Publications Details
Real-space model validation and predictor-corrector extrapolation applied to the sandia cantilever beam end-to-end uq problem1
This paper describes and demonstrates the Real Space (RS) model validation approach and the Predictor-Corrector (PC) approach to extrapolative prediction given model bias information from RS validation assessments against experimental data. The RS validation method quantifies model prediction bias of selected output scalar quantities of engineering interest (QOIs) in terms of directional bias error and any uncertainty thereof. Information in this form facilitates potential bias correction of predicted QOIs.

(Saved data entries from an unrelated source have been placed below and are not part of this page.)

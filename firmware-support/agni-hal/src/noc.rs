// SPDX-FileCopyrightText: 2025 Google LLC
//
// SPDX-License-Identifier: Apache-2.0

//! Asynchronous copy controller for the on-chip DMA fabric (NOC).
//!
//! The NOC exposes a single descriptor submission slot. Submitting a new
//! descriptor while a transfer is in flight clobbers the in-flight transfer,
//! so callers must only submit after observing [`NocController::is_busy`]
//! return `false`. [`NocController::try_submit`] performs that check.
//!
//! Submission is fire-and-forget: nothing in this module can report that a
//! transfer failed. A transfer that never finishes shows up as a busy flag
//! that does not clear, which [`NocController::wait`] reports as a
//! [`WaitTimeout`].

use crate::mmio::{fence, NocRegister, RegisterInterface};
use crate::time::{Clock, Duration};
use log::trace;
use ufmt::derive::uDebug;

/// Status register value while a transfer is in flight.
const STATUS_BUSY: u64 = 0x1;

/// Size of the copy from Wrench scratch to Key scratch for a single task.
pub const INTER_STAGE_TRANSFER_SIZE: u32 = 4096;

/// Description of a single asynchronous copy, as read by the NOC.
///
/// The layout is fixed by the hardware: 8-byte source address, 8-byte
/// destination address, 4-byte size and 4 reserved bytes.
#[derive(uDebug, Debug, Copy, Clone, PartialEq, Eq, Default)]
#[repr(C, align(8))]
pub struct TransferDescriptor {
    pub source: u64,
    pub destination: u64,
    pub size: u32,
    reserved: u32,
}

impl TransferDescriptor {
    pub const fn new(source: u64, destination: u64, size: u32) -> TransferDescriptor {
        TransferDescriptor {
            source,
            destination,
            size,
            reserved: 0,
        }
    }
}

/// [`NocController::wait`] gave up before the transfer finished.
///
/// The transfer was not cancelled and may still complete; its status is
/// unknown.
#[derive(uDebug, Debug, Copy, Clone, PartialEq, Eq)]
pub struct WaitTimeout;

/// A transfer is still in flight; nothing was submitted.
#[derive(uDebug, Debug, Copy, Clone, PartialEq, Eq)]
pub struct TransferBusy;

/// Driver for the NOC control block.
pub struct NocController<R> {
    regs: R,
}

impl<R: RegisterInterface> NocController<R> {
    pub const fn new(regs: R) -> NocController<R> {
        NocController { regs }
    }

    /// Access to the underlying register interface.
    pub fn registers(&self) -> &R {
        &self.regs
    }

    /// Start copying `desc.size` bytes from `desc.source` to `desc.destination`.
    ///
    /// Returns immediately. The caller must have observed `is_busy() == false`
    /// and must guarantee nothing else touches the descriptor slot until the
    /// command register write below has been issued.
    pub fn submit_async(&self, desc: &TransferDescriptor) {
        trace!(
            "NOC copy {:#x} -> {:#x} ({} bytes)",
            desc.source,
            desc.destination,
            desc.size
        );
        self.regs.store_descriptor(desc);
        // The NOC reads the descriptor from memory; it has to be visible before
        // the command is.
        fence();
        self.regs
            .write(NocRegister::SendCmd, self.regs.descriptor_slot());
    }

    /// Submit `desc` only if no transfer is in flight.
    pub fn try_submit(&self, desc: &TransferDescriptor) -> Result<(), TransferBusy> {
        if self.is_busy() {
            return Err(TransferBusy);
        }
        self.submit_async(desc);
        Ok(())
    }

    /// Whether a transfer is still in flight.
    pub fn is_busy(&self) -> bool {
        let busy = self.regs.read(NocRegister::Status) == STATUS_BUSY;
        if !busy {
            // Make the copied data visible to whatever reads it next.
            fence();
        }
        busy
    }

    /// Busy-poll until the in-flight transfer finishes or `timeout` passes.
    ///
    /// This blocks the caller and is meant for health checks only, never for
    /// the scheduling path. A timeout leaves the controller untouched.
    pub fn wait(&self, timeout: Duration, clock: &impl Clock) -> Result<(), WaitTimeout> {
        let deadline = clock.now() + timeout;
        loop {
            if !self.is_busy() {
                return Ok(());
            }
            if clock.now() >= deadline {
                return Err(WaitTimeout);
            }
        }
    }

    pub fn irq_enable(&self) {
        self.regs.write(NocRegister::IrqEnable, 1);
    }

    pub fn irq_disable(&self) {
        self.regs.write(NocRegister::IrqEnable, 0);
    }

    pub fn irq_enabled(&self) -> bool {
        self.regs.read(NocRegister::IrqEnable) != 0
    }

    /// Whether a completion interrupt is pending.
    pub fn irq_pending(&self) -> bool {
        self.regs.read(NocRegister::IrqStatus) != 0
    }

    /// Clear the pending completion interrupt.
    pub fn irq_acknowledge(&self) {
        self.regs.write(NocRegister::IrqStatus, 1);
    }
}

The PC extrapolation approach maps a QOI-specific bias correction and related uncertainty into perturbation of one or more model parameters selected for most robust extrapolation of that QOI’s bias correction to prediction conditions away from the validation conditions. Such corrections are QOI dependent and not legitimate corrections or fixes to the physics model itself, so extrapolation of the bias correction to the prediction conditions is not expected to be perfect. Therefore, PC extrapolation employs both the perturbed and unperturbed models to estimate upper and lower bounds to the QOI correction that are scaled with extrapolation distance as measured by magnitude of change of the predicted QOI. An optional factor of safety on the uncertainty estimate for the predicted QOI also scales with the extrapolation. The RS-PC methodology is illustrated on a cantilever beam end-to-end uncertainty quantification (UQ) problem. Complementary “Discrete-Direct” model calibration and simple and effective sparse-data UQ methods feed into the RS and PC methods and round out a pragmatic and versatile systems approach to end-to-end UQ.